Material provided Block Start

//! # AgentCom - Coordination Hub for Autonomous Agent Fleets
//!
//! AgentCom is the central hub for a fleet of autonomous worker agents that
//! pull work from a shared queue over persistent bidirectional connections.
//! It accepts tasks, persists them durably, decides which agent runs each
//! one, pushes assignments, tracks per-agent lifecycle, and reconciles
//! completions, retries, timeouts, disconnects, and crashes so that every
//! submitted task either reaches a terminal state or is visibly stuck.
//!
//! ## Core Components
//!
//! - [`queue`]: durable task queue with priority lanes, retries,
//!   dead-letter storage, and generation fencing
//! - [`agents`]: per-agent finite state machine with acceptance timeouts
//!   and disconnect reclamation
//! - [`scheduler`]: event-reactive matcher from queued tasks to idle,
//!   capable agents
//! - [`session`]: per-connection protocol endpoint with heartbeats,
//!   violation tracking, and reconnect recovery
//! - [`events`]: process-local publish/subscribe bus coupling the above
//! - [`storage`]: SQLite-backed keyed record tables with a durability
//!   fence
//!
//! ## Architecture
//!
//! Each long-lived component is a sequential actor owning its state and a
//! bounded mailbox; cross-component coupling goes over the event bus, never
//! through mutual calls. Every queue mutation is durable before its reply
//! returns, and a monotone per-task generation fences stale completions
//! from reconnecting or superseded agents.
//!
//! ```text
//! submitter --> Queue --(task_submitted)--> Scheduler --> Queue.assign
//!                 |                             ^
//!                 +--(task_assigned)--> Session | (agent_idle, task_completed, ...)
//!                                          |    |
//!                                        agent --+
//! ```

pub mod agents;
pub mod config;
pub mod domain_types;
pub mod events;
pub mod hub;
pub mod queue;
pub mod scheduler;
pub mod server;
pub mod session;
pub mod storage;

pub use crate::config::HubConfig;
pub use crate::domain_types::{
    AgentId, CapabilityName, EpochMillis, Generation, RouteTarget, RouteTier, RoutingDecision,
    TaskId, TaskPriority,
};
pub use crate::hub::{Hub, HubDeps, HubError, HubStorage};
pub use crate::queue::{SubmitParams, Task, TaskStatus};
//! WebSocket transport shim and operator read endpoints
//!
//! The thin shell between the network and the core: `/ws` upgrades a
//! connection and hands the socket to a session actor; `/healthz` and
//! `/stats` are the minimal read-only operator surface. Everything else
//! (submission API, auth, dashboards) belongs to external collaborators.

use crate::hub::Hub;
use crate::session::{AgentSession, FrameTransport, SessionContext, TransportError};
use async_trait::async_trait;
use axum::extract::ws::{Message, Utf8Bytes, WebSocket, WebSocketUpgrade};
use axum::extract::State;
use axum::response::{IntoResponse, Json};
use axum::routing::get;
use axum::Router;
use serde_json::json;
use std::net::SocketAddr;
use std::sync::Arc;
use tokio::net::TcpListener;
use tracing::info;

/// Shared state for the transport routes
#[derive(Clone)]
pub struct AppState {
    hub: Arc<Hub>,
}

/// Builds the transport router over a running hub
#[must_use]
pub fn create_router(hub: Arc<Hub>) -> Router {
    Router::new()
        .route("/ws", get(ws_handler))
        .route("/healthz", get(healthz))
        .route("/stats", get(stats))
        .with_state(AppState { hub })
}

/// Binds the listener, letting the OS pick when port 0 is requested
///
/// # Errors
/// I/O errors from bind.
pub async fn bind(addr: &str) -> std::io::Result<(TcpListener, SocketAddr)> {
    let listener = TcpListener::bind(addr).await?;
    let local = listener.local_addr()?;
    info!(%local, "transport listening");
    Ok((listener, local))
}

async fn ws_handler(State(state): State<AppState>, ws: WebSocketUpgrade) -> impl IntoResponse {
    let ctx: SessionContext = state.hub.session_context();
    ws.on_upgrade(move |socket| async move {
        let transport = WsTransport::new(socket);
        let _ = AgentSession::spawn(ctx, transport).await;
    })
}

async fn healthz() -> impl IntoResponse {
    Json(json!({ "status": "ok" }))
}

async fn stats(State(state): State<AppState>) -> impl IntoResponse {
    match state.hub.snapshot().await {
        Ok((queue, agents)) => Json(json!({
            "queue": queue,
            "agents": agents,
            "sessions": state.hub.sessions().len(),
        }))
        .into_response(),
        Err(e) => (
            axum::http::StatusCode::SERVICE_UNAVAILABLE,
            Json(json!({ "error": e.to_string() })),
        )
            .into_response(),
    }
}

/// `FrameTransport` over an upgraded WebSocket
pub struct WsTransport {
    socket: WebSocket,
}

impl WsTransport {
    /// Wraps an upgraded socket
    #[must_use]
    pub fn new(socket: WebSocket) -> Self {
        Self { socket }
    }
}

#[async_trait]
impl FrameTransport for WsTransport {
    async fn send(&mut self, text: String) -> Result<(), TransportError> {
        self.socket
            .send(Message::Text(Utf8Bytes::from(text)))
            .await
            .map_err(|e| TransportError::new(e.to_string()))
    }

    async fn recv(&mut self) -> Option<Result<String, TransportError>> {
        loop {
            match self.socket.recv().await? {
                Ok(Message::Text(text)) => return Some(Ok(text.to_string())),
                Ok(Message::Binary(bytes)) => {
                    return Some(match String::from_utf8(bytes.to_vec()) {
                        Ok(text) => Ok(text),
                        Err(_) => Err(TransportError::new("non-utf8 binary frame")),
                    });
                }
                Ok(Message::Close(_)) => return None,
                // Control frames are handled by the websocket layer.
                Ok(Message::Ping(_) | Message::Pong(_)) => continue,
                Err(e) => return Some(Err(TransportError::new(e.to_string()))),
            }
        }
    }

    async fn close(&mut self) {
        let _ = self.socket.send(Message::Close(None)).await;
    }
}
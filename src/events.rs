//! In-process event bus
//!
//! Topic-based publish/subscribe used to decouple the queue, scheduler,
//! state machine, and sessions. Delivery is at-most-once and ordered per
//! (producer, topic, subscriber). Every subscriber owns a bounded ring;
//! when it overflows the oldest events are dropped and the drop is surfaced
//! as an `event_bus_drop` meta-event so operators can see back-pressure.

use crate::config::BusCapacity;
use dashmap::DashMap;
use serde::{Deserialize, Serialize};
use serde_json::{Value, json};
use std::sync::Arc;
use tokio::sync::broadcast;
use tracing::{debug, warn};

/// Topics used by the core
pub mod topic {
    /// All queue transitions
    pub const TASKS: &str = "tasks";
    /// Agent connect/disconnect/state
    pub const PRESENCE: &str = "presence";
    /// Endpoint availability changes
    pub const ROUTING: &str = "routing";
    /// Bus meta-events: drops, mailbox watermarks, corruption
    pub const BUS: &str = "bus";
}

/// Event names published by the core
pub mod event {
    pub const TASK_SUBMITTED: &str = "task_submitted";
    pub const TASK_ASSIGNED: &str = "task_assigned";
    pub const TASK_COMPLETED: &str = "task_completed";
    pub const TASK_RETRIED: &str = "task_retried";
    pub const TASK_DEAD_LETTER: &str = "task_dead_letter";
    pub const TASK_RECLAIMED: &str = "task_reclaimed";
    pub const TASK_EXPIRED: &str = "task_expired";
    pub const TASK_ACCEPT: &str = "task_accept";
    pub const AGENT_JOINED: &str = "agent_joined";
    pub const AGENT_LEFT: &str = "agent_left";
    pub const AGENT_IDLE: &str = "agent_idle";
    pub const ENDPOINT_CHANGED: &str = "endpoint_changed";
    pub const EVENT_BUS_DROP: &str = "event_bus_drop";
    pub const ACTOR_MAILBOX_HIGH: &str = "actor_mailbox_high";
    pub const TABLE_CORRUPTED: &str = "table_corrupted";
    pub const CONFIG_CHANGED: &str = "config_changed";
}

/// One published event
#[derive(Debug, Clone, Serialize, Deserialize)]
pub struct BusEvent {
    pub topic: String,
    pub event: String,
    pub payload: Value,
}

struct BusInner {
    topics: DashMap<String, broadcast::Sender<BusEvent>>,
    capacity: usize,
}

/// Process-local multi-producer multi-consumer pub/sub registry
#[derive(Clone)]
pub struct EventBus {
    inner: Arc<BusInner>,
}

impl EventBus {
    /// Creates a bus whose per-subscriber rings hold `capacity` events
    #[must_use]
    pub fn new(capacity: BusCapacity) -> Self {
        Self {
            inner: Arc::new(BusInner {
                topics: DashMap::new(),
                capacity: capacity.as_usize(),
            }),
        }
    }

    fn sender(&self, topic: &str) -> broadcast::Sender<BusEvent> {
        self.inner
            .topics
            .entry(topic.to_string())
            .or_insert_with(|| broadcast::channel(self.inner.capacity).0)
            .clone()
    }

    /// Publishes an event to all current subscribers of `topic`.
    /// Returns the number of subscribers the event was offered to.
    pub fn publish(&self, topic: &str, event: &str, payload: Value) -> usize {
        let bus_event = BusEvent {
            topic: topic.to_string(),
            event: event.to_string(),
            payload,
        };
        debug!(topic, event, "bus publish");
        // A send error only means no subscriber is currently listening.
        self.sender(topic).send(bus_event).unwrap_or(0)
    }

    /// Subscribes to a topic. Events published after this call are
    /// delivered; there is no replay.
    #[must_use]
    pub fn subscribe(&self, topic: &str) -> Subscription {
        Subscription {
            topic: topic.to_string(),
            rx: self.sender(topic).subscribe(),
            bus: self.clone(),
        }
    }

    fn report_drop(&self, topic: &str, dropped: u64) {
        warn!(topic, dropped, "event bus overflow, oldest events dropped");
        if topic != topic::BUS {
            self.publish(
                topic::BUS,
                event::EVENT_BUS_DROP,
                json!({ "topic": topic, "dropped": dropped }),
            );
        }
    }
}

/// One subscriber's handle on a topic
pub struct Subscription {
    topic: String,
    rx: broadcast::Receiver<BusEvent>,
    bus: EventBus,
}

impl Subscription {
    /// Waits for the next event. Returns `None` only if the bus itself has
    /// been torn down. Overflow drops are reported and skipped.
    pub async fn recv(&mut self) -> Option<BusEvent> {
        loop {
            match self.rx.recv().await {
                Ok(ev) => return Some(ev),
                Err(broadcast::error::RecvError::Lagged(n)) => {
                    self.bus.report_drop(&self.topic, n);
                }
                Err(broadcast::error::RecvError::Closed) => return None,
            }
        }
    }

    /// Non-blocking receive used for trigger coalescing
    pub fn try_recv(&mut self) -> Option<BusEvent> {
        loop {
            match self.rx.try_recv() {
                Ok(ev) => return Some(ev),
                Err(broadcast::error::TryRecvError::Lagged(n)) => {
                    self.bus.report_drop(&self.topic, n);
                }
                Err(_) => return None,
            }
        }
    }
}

Material provided Block End
Material provided Block Start

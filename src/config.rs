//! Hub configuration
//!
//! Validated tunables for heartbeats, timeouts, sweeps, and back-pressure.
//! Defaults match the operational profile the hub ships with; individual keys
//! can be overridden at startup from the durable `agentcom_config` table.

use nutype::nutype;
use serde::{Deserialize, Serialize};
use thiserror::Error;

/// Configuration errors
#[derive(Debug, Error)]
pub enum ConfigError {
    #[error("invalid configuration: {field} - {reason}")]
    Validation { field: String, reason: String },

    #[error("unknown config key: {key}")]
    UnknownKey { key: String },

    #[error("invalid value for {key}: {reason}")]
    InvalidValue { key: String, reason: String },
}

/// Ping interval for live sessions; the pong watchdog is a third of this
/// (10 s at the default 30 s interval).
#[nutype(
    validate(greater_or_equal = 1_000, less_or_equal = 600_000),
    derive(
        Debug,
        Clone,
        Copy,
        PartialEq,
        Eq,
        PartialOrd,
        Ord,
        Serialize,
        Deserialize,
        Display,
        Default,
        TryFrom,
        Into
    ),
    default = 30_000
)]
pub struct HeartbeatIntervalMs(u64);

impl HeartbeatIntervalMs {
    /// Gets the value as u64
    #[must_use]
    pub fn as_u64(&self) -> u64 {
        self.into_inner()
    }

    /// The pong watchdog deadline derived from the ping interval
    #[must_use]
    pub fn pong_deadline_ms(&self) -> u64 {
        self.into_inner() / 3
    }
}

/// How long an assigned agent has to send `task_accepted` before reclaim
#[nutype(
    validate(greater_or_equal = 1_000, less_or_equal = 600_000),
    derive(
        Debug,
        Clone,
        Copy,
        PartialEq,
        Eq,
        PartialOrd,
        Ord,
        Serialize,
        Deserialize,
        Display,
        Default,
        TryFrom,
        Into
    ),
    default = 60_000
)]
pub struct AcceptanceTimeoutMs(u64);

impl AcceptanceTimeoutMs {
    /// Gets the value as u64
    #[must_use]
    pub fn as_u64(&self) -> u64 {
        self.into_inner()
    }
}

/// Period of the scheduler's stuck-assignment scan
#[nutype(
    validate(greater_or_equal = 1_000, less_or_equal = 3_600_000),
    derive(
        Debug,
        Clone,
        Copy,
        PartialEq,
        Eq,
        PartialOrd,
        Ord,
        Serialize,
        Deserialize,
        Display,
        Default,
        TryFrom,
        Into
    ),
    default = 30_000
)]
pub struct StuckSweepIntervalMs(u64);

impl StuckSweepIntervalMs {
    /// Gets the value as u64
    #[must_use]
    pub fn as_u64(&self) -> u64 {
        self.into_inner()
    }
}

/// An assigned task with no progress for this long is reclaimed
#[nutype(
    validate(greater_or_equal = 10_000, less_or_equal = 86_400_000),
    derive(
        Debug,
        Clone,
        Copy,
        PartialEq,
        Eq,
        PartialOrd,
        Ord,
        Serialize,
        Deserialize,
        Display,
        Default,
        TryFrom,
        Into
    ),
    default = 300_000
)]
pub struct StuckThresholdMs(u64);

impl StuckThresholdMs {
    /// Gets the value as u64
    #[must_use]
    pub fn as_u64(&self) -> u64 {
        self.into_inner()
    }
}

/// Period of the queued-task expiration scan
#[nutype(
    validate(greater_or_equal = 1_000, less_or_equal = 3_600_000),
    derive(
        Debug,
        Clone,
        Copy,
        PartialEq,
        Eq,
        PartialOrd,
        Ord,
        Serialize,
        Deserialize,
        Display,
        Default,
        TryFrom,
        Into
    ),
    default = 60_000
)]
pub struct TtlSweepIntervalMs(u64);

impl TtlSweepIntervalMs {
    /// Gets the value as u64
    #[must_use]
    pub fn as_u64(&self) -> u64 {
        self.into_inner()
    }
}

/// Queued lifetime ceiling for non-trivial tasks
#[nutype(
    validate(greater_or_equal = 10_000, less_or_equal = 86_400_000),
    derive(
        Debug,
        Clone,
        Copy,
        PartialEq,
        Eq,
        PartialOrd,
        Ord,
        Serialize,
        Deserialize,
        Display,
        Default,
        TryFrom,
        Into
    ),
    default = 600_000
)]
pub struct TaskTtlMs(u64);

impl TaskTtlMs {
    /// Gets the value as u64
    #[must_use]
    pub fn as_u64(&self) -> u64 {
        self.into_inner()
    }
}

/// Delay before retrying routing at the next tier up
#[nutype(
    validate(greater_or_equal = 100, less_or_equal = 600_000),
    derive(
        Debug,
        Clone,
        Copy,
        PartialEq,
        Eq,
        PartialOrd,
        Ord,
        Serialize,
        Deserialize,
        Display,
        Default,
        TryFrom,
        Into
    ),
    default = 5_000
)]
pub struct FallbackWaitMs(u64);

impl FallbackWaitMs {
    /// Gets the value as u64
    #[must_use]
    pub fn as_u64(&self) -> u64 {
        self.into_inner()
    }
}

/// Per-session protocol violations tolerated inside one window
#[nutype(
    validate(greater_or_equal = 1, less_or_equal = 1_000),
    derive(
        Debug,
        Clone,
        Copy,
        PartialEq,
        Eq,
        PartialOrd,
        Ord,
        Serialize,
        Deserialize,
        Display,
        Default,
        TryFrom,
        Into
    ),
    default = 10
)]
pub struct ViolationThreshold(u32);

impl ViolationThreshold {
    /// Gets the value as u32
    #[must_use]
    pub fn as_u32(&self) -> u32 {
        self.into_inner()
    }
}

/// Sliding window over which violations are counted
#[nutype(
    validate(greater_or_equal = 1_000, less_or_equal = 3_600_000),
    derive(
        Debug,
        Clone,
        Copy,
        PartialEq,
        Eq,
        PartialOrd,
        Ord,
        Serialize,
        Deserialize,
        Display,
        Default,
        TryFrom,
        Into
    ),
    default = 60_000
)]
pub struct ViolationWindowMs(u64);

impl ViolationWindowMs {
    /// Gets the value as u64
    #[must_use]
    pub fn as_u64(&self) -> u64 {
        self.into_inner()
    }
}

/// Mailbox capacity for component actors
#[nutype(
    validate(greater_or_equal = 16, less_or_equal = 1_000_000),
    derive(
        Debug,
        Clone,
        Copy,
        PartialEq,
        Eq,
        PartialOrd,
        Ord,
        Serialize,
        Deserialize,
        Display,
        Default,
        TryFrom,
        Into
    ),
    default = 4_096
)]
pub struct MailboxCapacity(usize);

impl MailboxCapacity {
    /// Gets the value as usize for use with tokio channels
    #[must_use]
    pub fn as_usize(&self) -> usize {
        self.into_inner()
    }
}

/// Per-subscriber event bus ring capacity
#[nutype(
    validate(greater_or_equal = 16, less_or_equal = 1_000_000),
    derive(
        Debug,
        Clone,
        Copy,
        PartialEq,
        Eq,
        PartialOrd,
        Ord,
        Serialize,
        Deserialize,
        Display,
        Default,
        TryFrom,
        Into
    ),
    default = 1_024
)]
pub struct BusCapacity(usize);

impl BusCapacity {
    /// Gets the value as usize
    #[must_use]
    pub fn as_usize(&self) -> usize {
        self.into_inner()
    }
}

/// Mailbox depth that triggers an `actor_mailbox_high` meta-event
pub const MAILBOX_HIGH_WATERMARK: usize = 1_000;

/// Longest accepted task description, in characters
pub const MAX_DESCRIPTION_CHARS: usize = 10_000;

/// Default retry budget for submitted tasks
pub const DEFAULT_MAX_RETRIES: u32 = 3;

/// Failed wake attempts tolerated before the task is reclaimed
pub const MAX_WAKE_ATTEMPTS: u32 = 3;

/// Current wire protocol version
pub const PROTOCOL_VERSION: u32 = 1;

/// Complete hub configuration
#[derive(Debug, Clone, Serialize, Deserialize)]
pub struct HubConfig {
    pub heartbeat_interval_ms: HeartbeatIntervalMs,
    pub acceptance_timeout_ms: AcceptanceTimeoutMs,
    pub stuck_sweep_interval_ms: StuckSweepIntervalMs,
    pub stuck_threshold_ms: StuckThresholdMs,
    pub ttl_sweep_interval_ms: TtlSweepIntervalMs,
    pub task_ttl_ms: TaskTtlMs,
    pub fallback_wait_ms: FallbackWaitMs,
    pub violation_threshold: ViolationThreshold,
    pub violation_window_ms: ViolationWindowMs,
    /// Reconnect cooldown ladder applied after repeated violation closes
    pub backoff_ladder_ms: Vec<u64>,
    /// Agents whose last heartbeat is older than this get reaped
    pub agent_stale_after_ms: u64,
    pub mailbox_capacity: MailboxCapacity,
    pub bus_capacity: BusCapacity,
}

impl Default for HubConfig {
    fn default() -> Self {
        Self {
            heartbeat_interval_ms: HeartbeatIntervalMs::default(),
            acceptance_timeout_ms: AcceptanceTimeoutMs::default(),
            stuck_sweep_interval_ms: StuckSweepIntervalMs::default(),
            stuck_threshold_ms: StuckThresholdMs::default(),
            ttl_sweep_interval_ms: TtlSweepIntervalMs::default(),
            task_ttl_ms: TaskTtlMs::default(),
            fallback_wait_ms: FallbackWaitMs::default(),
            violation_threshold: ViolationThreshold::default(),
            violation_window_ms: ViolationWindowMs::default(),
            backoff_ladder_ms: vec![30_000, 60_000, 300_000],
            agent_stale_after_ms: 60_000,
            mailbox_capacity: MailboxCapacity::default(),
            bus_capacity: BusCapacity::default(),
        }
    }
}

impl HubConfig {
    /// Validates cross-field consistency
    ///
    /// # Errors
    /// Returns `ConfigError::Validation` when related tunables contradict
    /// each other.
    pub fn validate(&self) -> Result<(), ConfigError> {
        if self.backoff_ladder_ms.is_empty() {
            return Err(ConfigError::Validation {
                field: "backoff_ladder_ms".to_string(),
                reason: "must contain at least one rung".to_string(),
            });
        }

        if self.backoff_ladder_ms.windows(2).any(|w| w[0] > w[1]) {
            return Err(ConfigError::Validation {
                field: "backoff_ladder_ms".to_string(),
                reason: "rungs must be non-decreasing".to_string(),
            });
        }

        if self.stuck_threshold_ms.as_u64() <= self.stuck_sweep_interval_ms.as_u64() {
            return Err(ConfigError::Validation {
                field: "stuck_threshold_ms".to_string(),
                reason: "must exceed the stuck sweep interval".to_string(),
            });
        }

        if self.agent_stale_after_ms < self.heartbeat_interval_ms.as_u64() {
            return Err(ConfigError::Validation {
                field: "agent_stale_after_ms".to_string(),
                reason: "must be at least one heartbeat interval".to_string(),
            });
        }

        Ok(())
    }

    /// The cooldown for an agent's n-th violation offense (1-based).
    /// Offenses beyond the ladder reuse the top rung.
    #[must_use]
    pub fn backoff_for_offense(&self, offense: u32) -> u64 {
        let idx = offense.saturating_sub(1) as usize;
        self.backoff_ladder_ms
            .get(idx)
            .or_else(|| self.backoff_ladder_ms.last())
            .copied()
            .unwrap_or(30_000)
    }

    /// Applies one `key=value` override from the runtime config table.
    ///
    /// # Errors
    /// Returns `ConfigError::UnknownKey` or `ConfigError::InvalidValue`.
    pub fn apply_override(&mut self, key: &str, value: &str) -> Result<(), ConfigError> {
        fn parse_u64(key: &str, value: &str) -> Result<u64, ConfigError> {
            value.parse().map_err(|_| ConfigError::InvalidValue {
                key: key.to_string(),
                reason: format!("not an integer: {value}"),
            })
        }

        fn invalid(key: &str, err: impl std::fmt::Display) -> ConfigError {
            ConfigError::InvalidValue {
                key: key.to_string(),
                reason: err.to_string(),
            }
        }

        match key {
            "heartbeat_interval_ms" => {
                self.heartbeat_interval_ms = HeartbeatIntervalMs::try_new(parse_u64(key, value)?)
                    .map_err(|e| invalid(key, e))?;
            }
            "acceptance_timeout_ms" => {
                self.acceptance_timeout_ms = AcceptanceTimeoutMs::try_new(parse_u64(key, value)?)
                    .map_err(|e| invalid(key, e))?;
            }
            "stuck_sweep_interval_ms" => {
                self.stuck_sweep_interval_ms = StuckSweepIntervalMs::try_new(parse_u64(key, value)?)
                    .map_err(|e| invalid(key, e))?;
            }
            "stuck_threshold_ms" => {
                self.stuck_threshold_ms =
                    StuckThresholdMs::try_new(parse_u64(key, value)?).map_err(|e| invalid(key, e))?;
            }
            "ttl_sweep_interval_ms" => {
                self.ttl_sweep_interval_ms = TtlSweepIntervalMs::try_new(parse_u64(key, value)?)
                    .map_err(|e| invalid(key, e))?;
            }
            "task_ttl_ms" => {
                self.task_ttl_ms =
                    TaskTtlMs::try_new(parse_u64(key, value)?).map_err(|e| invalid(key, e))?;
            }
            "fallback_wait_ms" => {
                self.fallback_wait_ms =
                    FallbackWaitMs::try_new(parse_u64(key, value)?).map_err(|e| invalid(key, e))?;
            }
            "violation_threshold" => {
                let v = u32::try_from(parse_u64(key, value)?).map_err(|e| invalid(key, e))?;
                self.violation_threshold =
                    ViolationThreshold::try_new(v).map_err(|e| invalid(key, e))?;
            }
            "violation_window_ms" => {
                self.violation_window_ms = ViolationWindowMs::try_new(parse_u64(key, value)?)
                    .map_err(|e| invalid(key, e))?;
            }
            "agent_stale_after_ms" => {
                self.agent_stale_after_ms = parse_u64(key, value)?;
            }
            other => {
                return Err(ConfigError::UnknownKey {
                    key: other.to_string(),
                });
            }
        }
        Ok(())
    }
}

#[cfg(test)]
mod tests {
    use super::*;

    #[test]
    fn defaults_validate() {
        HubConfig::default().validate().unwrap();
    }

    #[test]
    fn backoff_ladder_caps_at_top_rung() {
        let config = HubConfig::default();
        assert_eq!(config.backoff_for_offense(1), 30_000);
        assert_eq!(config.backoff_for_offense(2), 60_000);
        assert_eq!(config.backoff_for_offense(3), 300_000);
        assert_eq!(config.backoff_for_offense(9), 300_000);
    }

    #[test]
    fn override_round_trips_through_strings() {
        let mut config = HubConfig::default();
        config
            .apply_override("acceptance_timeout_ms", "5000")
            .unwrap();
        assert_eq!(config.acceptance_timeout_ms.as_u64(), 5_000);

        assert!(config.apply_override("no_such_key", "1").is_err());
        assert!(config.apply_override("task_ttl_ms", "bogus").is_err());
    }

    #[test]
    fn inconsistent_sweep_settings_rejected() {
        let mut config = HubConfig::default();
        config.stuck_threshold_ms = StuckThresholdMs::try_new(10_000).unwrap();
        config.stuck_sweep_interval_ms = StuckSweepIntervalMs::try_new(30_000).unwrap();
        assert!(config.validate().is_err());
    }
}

Material provided Block End

Line count for the word "used": work out how many lines of the data above include it, and reply with that number alone.

## Answer area:
3